Scientists used brain scanning, artificial intelligence, and speech synthesis, which turned brain patterns into a comprehensible verbal speech – progress that eventually could give voice to those without.
The scandal is Stephen Hawking is not alive to see this, as he may have received a real blow from him. The new speech system, developed by researchers at the Neuro-Acoustics Processing Laboratory at Columbia University in New York, is something that the late physicist can benefit.
Hawking had amyotrophic lateral sclerosis (ALS), a motor neuronal disease that took away his verbal speech, but continued to communicate using a computer and speech synthesizer. By using a stick-wrench switch, Hawking could present words on a computer that were read by a voice synthesizer. It was a bit boring, but it allowed Hawking to produce about a dozen words per minute.
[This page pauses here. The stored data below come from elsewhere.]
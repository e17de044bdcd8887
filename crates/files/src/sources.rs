//! File-system leaf scanners.

use crate::error::{ErrorKind, Result};
use crate::models::{DEFAULT_SEARCH_PATTERNS, FileInfo, SearchDepth};
use crate::walk::{compile_patterns, enumerate_files};
use exn::OptionExt;
use glob::Pattern;
use scry_core::{ScannerHandle, factory};
use std::ffi::OsStr;
use std::path::{Path, PathBuf};
use std::rc::Rc;

/// Environment variable listing extra application search directories,
/// relative to the executable's directory.
pub const SEARCH_PATH_VAR: &str = "SCRY_SEARCH_PATH";

/// Files in `directory` matching [`DEFAULT_SEARCH_PATTERNS`].
pub fn files_in_directory(directory: impl Into<PathBuf>, depth: SearchDepth) -> ScannerHandle<FileInfo> {
    let patterns = DEFAULT_SEARCH_PATTERNS.iter().filter_map(|pattern| Pattern::new(pattern).ok());
    files_matching(std::iter::once(directory.into()), patterns.collect(), depth)
}

/// Files in each of `directories` matching any of `patterns`, directories
/// and patterns visited in the order given.
///
/// Patterns are compiled up front; an invalid one fails here rather than
/// during a scan. A file matching several patterns is yielded once per
/// pattern.
pub fn files_in_directories<D, S>(
    directories: impl IntoIterator<Item = D>,
    patterns: impl IntoIterator<Item = S>,
    depth: SearchDepth,
) -> Result<ScannerHandle<FileInfo>>
where
    D: Into<PathBuf>,
    S: AsRef<str>,
{
    let patterns = compile_patterns(patterns)?;
    Ok(files_matching(directories.into_iter().map(Into::into), patterns.into(), depth))
}

fn files_matching(
    directories: impl IntoIterator<Item = PathBuf>,
    patterns: Rc<[Pattern]>,
    depth: SearchDepth,
) -> ScannerHandle<FileInfo> {
    factory::immutable(directories).transform_many_with(move |context, directory| {
        let patterns = Rc::clone(&patterns);
        Box::new((0..patterns.len()).flat_map(move |index| enumerate_files(context, &directory, &patterns[index], depth)))
    })
}

/// The directories an application searches: `base` alone when `relative` is
/// unset or empty, otherwise each entry of the `relative` path list joined
/// onto `base`.
pub fn search_directories(base: &Path, relative: Option<&OsStr>) -> Vec<PathBuf> {
    match relative.filter(|relative| !relative.is_empty()) {
        None => vec![base.to_path_buf()],
        Some(relative) => std::env::split_paths(relative)
            .filter(|entry| !entry.as_os_str().is_empty())
            .map(|entry| base.join(entry))
            .collect(),
    }
}

/// Files matching `patterns` in the running executable's search directories
/// (see [`search_directories`] and [`SEARCH_PATH_VAR`]).
pub fn app_files<S: AsRef<str>>(
    patterns: impl IntoIterator<Item = S>,
    depth: SearchDepth,
) -> Result<ScannerHandle<FileInfo>> {
    let executable = std::env::current_exe().map_err(ErrorKind::Io)?;
    let base = executable.parent().ok_or_raise(|| ErrorKind::NotFound(executable.clone()))?;
    let relative = std::env::var_os(SEARCH_PATH_VAR);
    let directories = search_directories(base, relative.as_deref());
    tracing::debug!(?directories, "Resolved application search directories");
    files_in_directories(directories, patterns, depth)
}

#[cfg(test)]
mod tests {
    use super::*;
    use scry_core::ScanContext;
    use std::fs;

    fn names(handle: &ScannerHandle<FileInfo>) -> Vec<String> {
        let files = handle.collect(&ScanContext::new()).unwrap();
        files.iter().filter_map(FileInfo::file_name).map(str::to_string).collect()
    }

    #[test]
    fn test_files_in_directory_uses_default_patterns() {
        let dir = tempfile::tempdir().unwrap();
        fs::write(dir.path().join("libscry.so"), b"").unwrap();
        fs::write(dir.path().join("readme.md"), b"").unwrap();
        assert_eq!(names(&files_in_directory(dir.path(), SearchDepth::TopDirectoryOnly)), vec!["libscry.so"]);
    }

    #[test]
    fn test_files_in_directories_orders_by_directory_then_pattern() {
        let first = tempfile::tempdir().unwrap();
        let second = tempfile::tempdir().unwrap();
        fs::write(first.path().join("a.dll"), b"").unwrap();
        fs::write(first.path().join("b.so"), b"").unwrap();
        fs::write(second.path().join("c.so"), b"").unwrap();

        let handle =
            files_in_directories([first.path(), second.path()], ["*.so", "*.dll"], SearchDepth::TopDirectoryOnly)
                .unwrap();
        assert_eq!(names(&handle), vec!["b.so", "a.dll", "c.so"]);
    }

    #[test]
    fn test_files_in_directories_rescans_disk() {
        let dir = tempfile::tempdir().unwrap();
        let handle = files_in_directories([dir.path()], ["*"], SearchDepth::TopDirectoryOnly).unwrap();
        assert!(names(&handle).is_empty());
        fs::write(dir.path().join("late.exe"), b"").unwrap();
        assert_eq!(names(&handle), vec!["late.exe"]);
    }

    #[test]
    fn test_file_given_as_directory_yields_nothing() {
        let dir = tempfile::tempdir().unwrap();
        let library = dir.path().join("libscry.so");
        fs::write(&library, b"\x7fELF").unwrap();
        let handle = files_in_directories([library, dir.path().join("missing")], ["*"], SearchDepth::TopDirectoryOnly)
            .unwrap();
        let results: Vec<_> = handle.scan(&ScanContext::new()).collect();
        assert!(results.is_empty());
    }

    #[test]
    fn test_invalid_pattern_fails_eagerly() {
        let err = files_in_directories(["."], ["[oops"], SearchDepth::TopDirectoryOnly).unwrap_err();
        assert!(matches!(&*err, ErrorKind::InvalidPattern(_)));
    }

    #[test]
    fn test_search_directories() {
        let base = Path::new("/opt/app");
        assert_eq!(search_directories(base, None), vec![PathBuf::from("/opt/app")]);
        assert_eq!(search_directories(base, Some(OsStr::new(""))), vec![PathBuf::from("/opt/app")]);

        let relative = std::env::join_paths(["plugins", "lib/extra"]).unwrap();
        assert_eq!(
            search_directories(base, Some(&relative)),
            vec![PathBuf::from("/opt/app/plugins"), PathBuf::from("/opt/app/lib/extra")]
        );
    }
}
But imagine if Hawking did not have to manually select and activate the words. Indeed, some individuals, whether having ALS, a locked syndrome or recovering from a stroke, may not have the motor skills needed to control the computer, even with self-adjusting the cheek. Ideally, the artificial voice system would involve the thoughts of the individual directly to produce speech, thus eliminating the need for control of a computer.
The new research published today in Scientific Progress brings us an important step closer to that goal, but instead of attracting the inner thoughts of the individual to reconstruct the speech, he uses the brain patterns produced while listening to the speech.
In order to develop such speech neuroprostheses, neuroscientist Nima Mesgrani and his colleagues combined recent achievements in deep learning with speech synthesis technologies. Their resulting brain-computer interface, although still rudimentary, captured the brain patterns directly from the auditory cortex, which were then decoded by a vocoder using AI, or speech synthesizer, to produce comprehensible speech. The speech was very robotic, but almost three out of four listeners were able to understand the content. It is exciting progress – one that could ultimately help people who have lost the capacity to speak.
To be clear, the Mesugani's neuroprosthetic device does not translate the secret speech of the individual – it is the thought in our heads, which is also called a thoughtful speech – directly in words. Unfortunately, we are not quite here in terms of science. Instead, the system captured specific cognitive responses of the individual while listening to the recordings of the people who spoke. The deep nerve network could then decode, or translate, these models, allowing the system to reconstruct the speech.
"This study continues with the recent trend in applying deep learning techniques to decode neural signals," said Andrew Jackson, professor of neural interfaces at Newcastle University, who was not involved in the new study. Gizmodo. "In this case, nerve signals are recorded from the brain's surface of the people during the operation of epilepsy.The participants hear different words and sentences read by the actors.Neural networks are trained to learn the relationship between the signals of the brain and the sounds, as a result they can reconstruct intelligible reproductions of words / sentences based solely on the signals of the brain. "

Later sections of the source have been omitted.